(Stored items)
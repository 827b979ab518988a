//! Leaderboard command - ranked verified records

use super::{connect, print_records};
use crate::print_banner;
use crate::style::*;
use anyhow::Result;
use step_challenge::{ClientConfig, LeaderboardFilter};

pub async fn run(config: &ClientConfig, search: String, verified_only: bool) -> Result<()> {
    print_banner();
    print_header("Leaderboard");

    let pipeline = connect(config)?;
    pipeline.load().await?;

    let filter = LeaderboardFilter::new(search, verified_only);
    let rows = pipeline.state().visible_leaderboard(&filter);

    if rows.is_empty() {
        print_info("No verified records yet");
    } else {
        print_records(&rows);
    }
    println!();
    Ok(())
}
//! Stats command - challenge statistics

use super::connect;
use crate::print_banner;
use crate::style::*;
use anyhow::Result;
use step_challenge::ClientConfig;

pub async fn run(config: &ClientConfig) -> Result<()> {
    print_banner();
    print_header("Challenge Statistics");

    let pipeline = connect(config)?;
    pipeline.load().await?;
    let stats = pipeline.state().stats();

    print_section("Records");
    println!();
    print_key_value("Total", &stats.total_records.to_string());
    print_key_value_colored(
        "Verified",
        &stats.verified_records.to_string(),
        colors::GREEN,
    );
    print_key_value(
        "Encrypted",
        &(stats.total_records - stats.verified_records).to_string(),
    );
    println!();

    print_section("Steps");
    println!();
    print_key_value("Total", &stats.total_steps.to_string());
    print_key_value("Average", &stats.avg_steps.to_string());
    match &stats.top_performer {
        Some(top) => print_key_value_colored(
            "Top Performer",
            &format!("{} ({})", top.name, top.steps_display()),
            colors::GREEN,
        ),
        None => print_key_value("Top Performer", &style_dim("none yet")),
    }
    println!();
    Ok(())
}
//! Ledger gateway
//!
//! The contract that stores step records is reached through two capability
//! modes: a read-only view ([`LedgerReader`]) and a signer-bound view
//! ([`LedgerSigner`]) whose mutations return a [`PendingTransaction`].
//! Signer-bound views are handed out per account by a [`SignerProvider`], so
//! a session switch never submits under the previous account.
//!
//! Adapters:
//! - `http`: JSON gateway in front of the contract
//! - `crate::mock::InMemoryLedger`: in-process ledger for tests and demos

pub mod http;

use anyhow::Result;
use async_trait::async_trait;
use serde::{Deserialize, Serialize};
use std::fmt;
use std::sync::Arc;

use crate::record::{RecordId, StepRecord};

pub use http::{GatewayConfig, HttpLedgerGateway, HttpLedgerSigner};

/// Opaque reference to an encrypted value held by the ledger
#[derive(Debug, Clone, PartialEq, Eq, Hash, PartialOrd, Ord, Serialize, Deserialize)]
#[serde(transparent)]
pub struct EncryptedHandle(String);

impl EncryptedHandle {
    pub fn new(handle: impl Into<String>) -> Self {
        Self(handle.into())
    }

    pub fn as_str(&self) -> &str {
        &self.0
    }
}

impl fmt::Display for EncryptedHandle {
    fn fmt(&self, f: &mut fmt::Formatter<'_>) -> fmt::Result {
        f.write_str(&self.0)
    }
}

/// Arguments of the record creation transaction
#[derive(Debug, Clone, PartialEq, Eq, Serialize, Deserialize)]
#[serde(rename_all = "camelCase")]
pub struct CreateRecordRequest {
    pub id: RecordId,
    pub name: String,
    /// Hex encoded encrypted step count
    pub encrypted_data: String,
    /// Hex encoded input proof binding the ciphertext to (contract, account)
    pub proof: String,
    pub public_value1: u32,
    pub public_value2: u32,
    pub description: String,
}

/// Finalized transaction
#[derive(Debug, Clone, PartialEq, Eq, Serialize, Deserialize)]
#[serde(rename_all = "camelCase")]
pub struct TxReceipt {
    pub tx_hash: String,
    #[serde(default)]
    pub block_number: Option<u64>,
}

/// A submitted transaction that has not been finalized yet
#[async_trait]
pub trait PendingTransaction: Send {
    fn tx_hash(&self) -> &str;

    /// Wait until the ledger finalizes (or reverts) the transaction
    async fn await_finality(self: Box<Self>) -> Result<TxReceipt>;
}

/// Read-only ledger access
#[async_trait]
pub trait LedgerReader: Send + Sync {
    /// Address of the step challenge contract
    fn contract_address(&self) -> &str;

    async fn get_all_ids(&self) -> Result<Vec<RecordId>>;

    async fn get_record(&self, id: &RecordId) -> Result<StepRecord>;

    async fn get_encrypted_value_handle(&self, id: &RecordId) -> Result<EncryptedHandle>;

    async fn is_available(&self) -> Result<bool>;
}

/// Ledger access bound to the connected account's signer
#[async_trait]
pub trait LedgerSigner: Send + Sync {
    fn contract_address(&self) -> &str;

    async fn create_record(&self, request: CreateRecordRequest) -> Result<Box<dyn PendingTransaction>>;

    /// Submit the clear values and decryption proof for one record
    async fn submit_verification(
        &self,
        id: &RecordId,
        clear_values: &str,
        proof: &str,
    ) -> Result<Box<dyn PendingTransaction>>;
}

/// Hands out signer-bound views of the ledger
pub trait SignerProvider: Send + Sync {
    fn signer_for(&self, account: &str) -> Arc<dyn LedgerSigner>;
}
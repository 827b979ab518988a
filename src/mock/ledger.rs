use anyhow::{anyhow, Result};
use async_trait::async_trait;
use chrono::Utc;
use parking_lot::Mutex;
use std::collections::{HashMap, HashSet};
use std::sync::Arc;
use tracing::debug;

use super::{decryption_proof, random_hex};
use crate::encryption::decode_clear_values;
use crate::ledger::{
    CreateRecordRequest, EncryptedHandle, LedgerReader, LedgerSigner, PendingTransaction,
    SignerProvider, TxReceipt,
};
use crate::record::{RecordId, StepRecord};

#[derive(Default)]
struct LedgerInner {
    /// Insertion order is the id order returned to readers
    order: Vec<RecordId>,
    records: HashMap<RecordId, StepRecord>,
    handles: HashMap<RecordId, EncryptedHandle>,
    failing_reads: HashSet<RecordId>,
    failing_ids: bool,
    /// Records another actor verifies right before our next submission
    races: HashMap<RecordId, u32>,
    rejecting: bool,
    unavailable: bool,
    submissions: usize,
    block: u64,
}

impl LedgerInner {
    fn next_tx(&mut self) -> MockPendingTransaction {
        self.block += 1;
        MockPendingTransaction {
            tx_hash: random_hex(32),
            block: self.block,
        }
    }
}

/// Ledger kept in memory, shared between its reader and signers
#[derive(Clone, Default)]
pub struct InMemoryLedger {
    contract_address: String,
    inner: Arc<Mutex<LedgerInner>>,
}

impl InMemoryLedger {
    pub fn new(contract_address: impl Into<String>) -> Self {
        Self {
            contract_address: contract_address.into(),
            inner: Arc::default(),
        }
    }

    /// Signer-bound view for `account`
    pub fn signer(&self, account: impl Into<String>) -> InMemorySigner {
        InMemorySigner {
            ledger: self.clone(),
            account: account.into(),
        }
    }

    /// Seed a record directly, bypassing encryption
    pub fn insert_record(&self, record: StepRecord) {
        let mut inner = self.inner.lock();
        let handle = EncryptedHandle::new(format!("0xseed-{}", record.id));
        if !inner.records.contains_key(&record.id) {
            inner.order.push(record.id.clone());
        }
        inner.handles.insert(record.id.clone(), handle);
        inner.records.insert(record.id.clone(), record);
    }

    /// Make every read of `id` fail
    pub fn fail_reads_for(&self, id: &RecordId) {
        self.inner.lock().failing_reads.insert(id.clone());
    }

    /// Make listing the record ids fail
    pub fn fail_id_listing(&self, fail: bool) {
        self.inner.lock().failing_ids = fail;
    }

    /// Simulate the account holder declining every signature request
    pub fn set_rejecting(&self, rejecting: bool) {
        self.inner.lock().rejecting = rejecting;
    }

    pub fn set_available(&self, available: bool) {
        self.inner.lock().unavailable = !available;
    }

    /// Have another actor verify `id` with `value` just before our next submission for it
    pub fn race_verification(&self, id: &RecordId, value: u32) {
        self.inner.lock().races.insert(id.clone(), value);
    }

    /// Mark `id` verified as if another actor had revealed it
    pub fn mark_verified(&self, id: &RecordId, value: u32) -> Result<()> {
        let mut inner = self.inner.lock();
        let record = inner
            .records
            .get_mut(id)
            .ok_or_else(|| anyhow!("Record {} not found", id))?;
        record.is_verified = true;
        record.decrypted_value = value;
        Ok(())
    }

    /// Number of verification transactions submitted, accepted or not
    pub fn submission_count(&self) -> usize {
        self.inner.lock().submissions
    }

    pub fn handle_of(&self, id: &RecordId) -> Option<EncryptedHandle> {
        self.inner.lock().handles.get(id).cloned()
    }

    pub fn record(&self, id: &RecordId) -> Option<StepRecord> {
        self.inner.lock().records.get(id).cloned()
    }

    pub fn len(&self) -> usize {
        self.inner.lock().order.len()
    }

    pub fn is_empty(&self) -> bool {
        self.len() == 0
    }
}

impl SignerProvider for InMemoryLedger {
    fn signer_for(&self, account: &str) -> Arc<dyn LedgerSigner> {
        Arc::new(self.signer(account))
    }
}

#[async_trait]
impl LedgerReader for InMemoryLedger {
    fn contract_address(&self) -> &str {
        &self.contract_address
    }

    async fn get_all_ids(&self) -> Result<Vec<RecordId>> {
        let inner = self.inner.lock();
        if inner.failing_ids {
            return Err(anyhow!("rpc unavailable while listing records"));
        }
        Ok(inner.order.clone())
    }

    async fn get_record(&self, id: &RecordId) -> Result<StepRecord> {
        let inner = self.inner.lock();
        if inner.failing_reads.contains(id) {
            return Err(anyhow!("call reverted while reading {}", id));
        }
        inner
            .records
            .get(id)
            .cloned()
            .ok_or_else(|| anyhow!("Record {} not found", id))
    }

    async fn get_encrypted_value_handle(&self, id: &RecordId) -> Result<EncryptedHandle> {
        self.inner
            .lock()
            .handles
            .get(id)
            .cloned()
            .ok_or_else(|| anyhow!("No encrypted value for {}", id))
    }

    async fn is_available(&self) -> Result<bool> {
        Ok(!self.inner.lock().unavailable)
    }
}

/// [`InMemoryLedger`] bound to one account
#[derive(Clone)]
pub struct InMemorySigner {
    ledger: InMemoryLedger,
    account: String,
}

impl InMemorySigner {
    pub fn account(&self) -> &str {
        &self.account
    }
}

#[async_trait]
impl LedgerSigner for InMemorySigner {
    fn contract_address(&self) -> &str {
        &self.ledger.contract_address
    }

    async fn create_record(&self, request: CreateRecordRequest) -> Result<Box<dyn PendingTransaction>> {
        let mut inner = self.ledger.inner.lock();
        if inner.rejecting {
            return Err(anyhow!("user rejected transaction"));
        }
        if inner.records.contains_key(&request.id) {
            return Err(anyhow!("execution reverted: Record already exists"));
        }

        let record = StepRecord {
            id: request.id.clone(),
            name: request.name,
            creator: self.account.clone(),
            timestamp: Utc::now().timestamp(),
            public_value1: request.public_value1,
            public_value2: request.public_value2,
            is_verified: false,
            decrypted_value: 0,
            rank: None,
        };
        debug!("Creating record {} for {}", record.id, self.account);

        inner.order.push(request.id.clone());
        inner
            .handles
            .insert(request.id.clone(), EncryptedHandle::new(request.encrypted_data));
        inner.records.insert(request.id, record);
        Ok(Box::new(inner.next_tx()))
    }

    async fn submit_verification(
        &self,
        id: &RecordId,
        clear_values: &str,
        proof: &str,
    ) -> Result<Box<dyn PendingTransaction>> {
        let mut inner = self.ledger.inner.lock();
        if inner.rejecting {
            return Err(anyhow!("user rejected transaction"));
        }
        inner.submissions += 1;

        if let Some(value) = inner.races.remove(id) {
            if let Some(record) = inner.records.get_mut(id) {
                record.is_verified = true;
                record.decrypted_value = value;
            }
        }

        let record = inner
            .records
            .get(id)
            .ok_or_else(|| anyhow!("execution reverted: Record not found"))?;
        if record.is_verified {
            return Err(anyhow!("execution reverted: Data already verified"));
        }
        if proof != decryption_proof(clear_values) {
            return Err(anyhow!("execution reverted: Invalid decryption proof"));
        }

        let value = decode_clear_values(clear_values)?
            .first()
            .copied()
            .ok_or_else(|| anyhow!("execution reverted: Empty clear values"))?;

        if let Some(record) = inner.records.get_mut(id) {
            record.is_verified = true;
            record.decrypted_value = value;
        }
        Ok(Box::new(inner.next_tx()))
    }
}

struct MockPendingTransaction {
    tx_hash: String,
    block: u64,
}

#[async_trait]
impl PendingTransaction for MockPendingTransaction {
    fn tx_hash(&self) -> &str {
        &self.tx_hash
    }

    async fn await_finality(self: Box<Self>) -> Result<TxReceipt> {
        Ok(TxReceipt {
            tx_hash: self.tx_hash,
            block_number: Some(self.block),
        })
    }
}

#[cfg(test)]
mod tests {
    use super::*;
    use crate::encryption::encode_clear_values;

    fn request(id: &str) -> CreateRecordRequest {
        CreateRecordRequest {
            id: RecordId::new(id),
            name: "Alice".to_string(),
            encrypted_data: "0xcipher".to_string(),
            proof: "0xproof".to_string(),
            public_value1: 42,
            public_value2: 0,
            description: "Daily steps: 42".to_string(),
        }
    }

    #[tokio::test]
    async fn test_create_and_read_back() {
        let ledger = InMemoryLedger::new("0xcontract");
        let signer = ledger.signer("0xAlice");

        let pending = signer.create_record(request("steps-1-a")).await.unwrap();
        let receipt = pending.await_finality().await.unwrap();
        assert!(receipt.tx_hash.starts_with("0x"));

        let id = RecordId::new("steps-1-a");
        assert_eq!(ledger.get_all_ids().await.unwrap(), vec![id.clone()]);
        let record = ledger.get_record(&id).await.unwrap();
        assert_eq!(record.creator, "0xAlice");
        assert_eq!(record.public_value1, 42);
        assert!(!record.is_verified);
        assert_eq!(
            ledger.get_encrypted_value_handle(&id).await.unwrap(),
            EncryptedHandle::new("0xcipher")
        );
    }

    #[tokio::test]
    async fn test_signer_for_binds_creator() {
        let ledger = InMemoryLedger::new("0xcontract");
        let signer = ledger.signer_for("0xBob");
        signer
            .create_record(request("steps-2-b"))
            .await
            .unwrap()
            .await_finality()
            .await
            .unwrap();

        let record = ledger.record(&RecordId::new("steps-2-b")).unwrap();
        assert_eq!(record.creator, "0xBob");
    }

    #[tokio::test]
    async fn test_failing_id_listing() {
        let ledger = InMemoryLedger::new("0xc");
        ledger.fail_id_listing(true);
        assert!(ledger.get_all_ids().await.is_err());
        ledger.fail_id_listing(false);
        assert!(ledger.get_all_ids().await.unwrap().is_empty());
    }

    #[tokio::test]
    async fn test_duplicate_id_reverts() {
        let ledger = InMemoryLedger::new("0xc");
        let signer = ledger.signer("0xa");
        signer.create_record(request("steps-1-a")).await.unwrap();
        assert!(signer.create_record(request("steps-1-a")).await.is_err());
        assert_eq!(ledger.len(), 1);
    }

    #[tokio::test]
    async fn test_rejecting_signer() {
        let ledger = InMemoryLedger::new("0xc");
        ledger.set_rejecting(true);
        let err = ledger
            .signer("0xa")
            .create_record(request("steps-1-a"))
            .await
            .err()
            .unwrap();
        assert!(err.to_string().contains("user rejected"));
        assert!(ledger.is_empty());
    }

    #[tokio::test]
    async fn test_verification_checks_proof_and_is_one_way() {
        let ledger = InMemoryLedger::new("0xc");
        let signer = ledger.signer("0xa");
        signer.create_record(request("steps-1-a")).await.unwrap();
        let id = RecordId::new("steps-1-a");

        let bundle = encode_clear_values(&[42]);
        assert!(signer
            .submit_verification(&id, &bundle, "0xforged")
            .await
            .is_err());
        assert!(!ledger.record(&id).unwrap().is_verified);

        signer
            .submit_verification(&id, &bundle, &decryption_proof(&bundle))
            .await
            .unwrap();
        let record = ledger.record(&id).unwrap();
        assert!(record.is_verified);
        assert_eq!(record.decrypted_value, 42);

        let err = signer
            .submit_verification(&id, &bundle, &decryption_proof(&bundle))
            .await
            .err()
            .unwrap();
        assert!(err.to_string().contains("Data already verified"));
        assert_eq!(ledger.submission_count(), 3);
    }

    #[tokio::test]
    async fn test_failing_reads_and_availability() {
        let ledger = InMemoryLedger::new("0xc");
        let signer = ledger.signer("0xa");
        signer.create_record(request("steps-1-a")).await.unwrap();
        let id = RecordId::new("steps-1-a");

        ledger.fail_reads_for(&id);
        assert!(ledger.get_record(&id).await.is_err());
        assert_eq!(ledger.get_all_ids().await.unwrap().len(), 1);

        assert!(ledger.is_available().await.unwrap());
        ledger.set_available(false);
        assert!(!ledger.is_available().await.unwrap());
    }
}
//! Check command - challenge availability

use super::{connect, print_notification};
use crate::print_banner;
use crate::style::*;
use anyhow::Result;
use step_challenge::ClientConfig;

pub async fn run(config: &ClientConfig) -> Result<()> {
    print_banner();
    print_header("Availability");

    print_key_value("Gateway", &config.gateway.url);
    print_key_value("Contract", &config.gateway.contract_address);
    println!();

    let pipeline = connect(config)?;
    let result = pipeline.check_availability().await;
    print_notification(pipeline.state().notification.as_ref());
    result?;
    println!();
    Ok(())
}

# EXERCISE DESCRIPTION
Give again, word for word, the records from their first line to the one with "let filter = LeaderboardFilter::new(search, verified_only);", and leave out all else.

# SOLUTION
repository 827b979ab518988a
//! Leaderboard command - ranked verified records

use super::{connect, print_records};
use crate::print_banner;
use crate::style::*;
use anyhow::Result;
use step_challenge::{ClientConfig, LeaderboardFilter};

pub async fn run(config: &ClientConfig, search: String, verified_only: bool) -> Result<()> {
    print_banner();
    print_header("Leaderboard");

    let pipeline = connect(config)?;
    pipeline.load().await?;

    let filter = LeaderboardFilter::new(search, verified_only);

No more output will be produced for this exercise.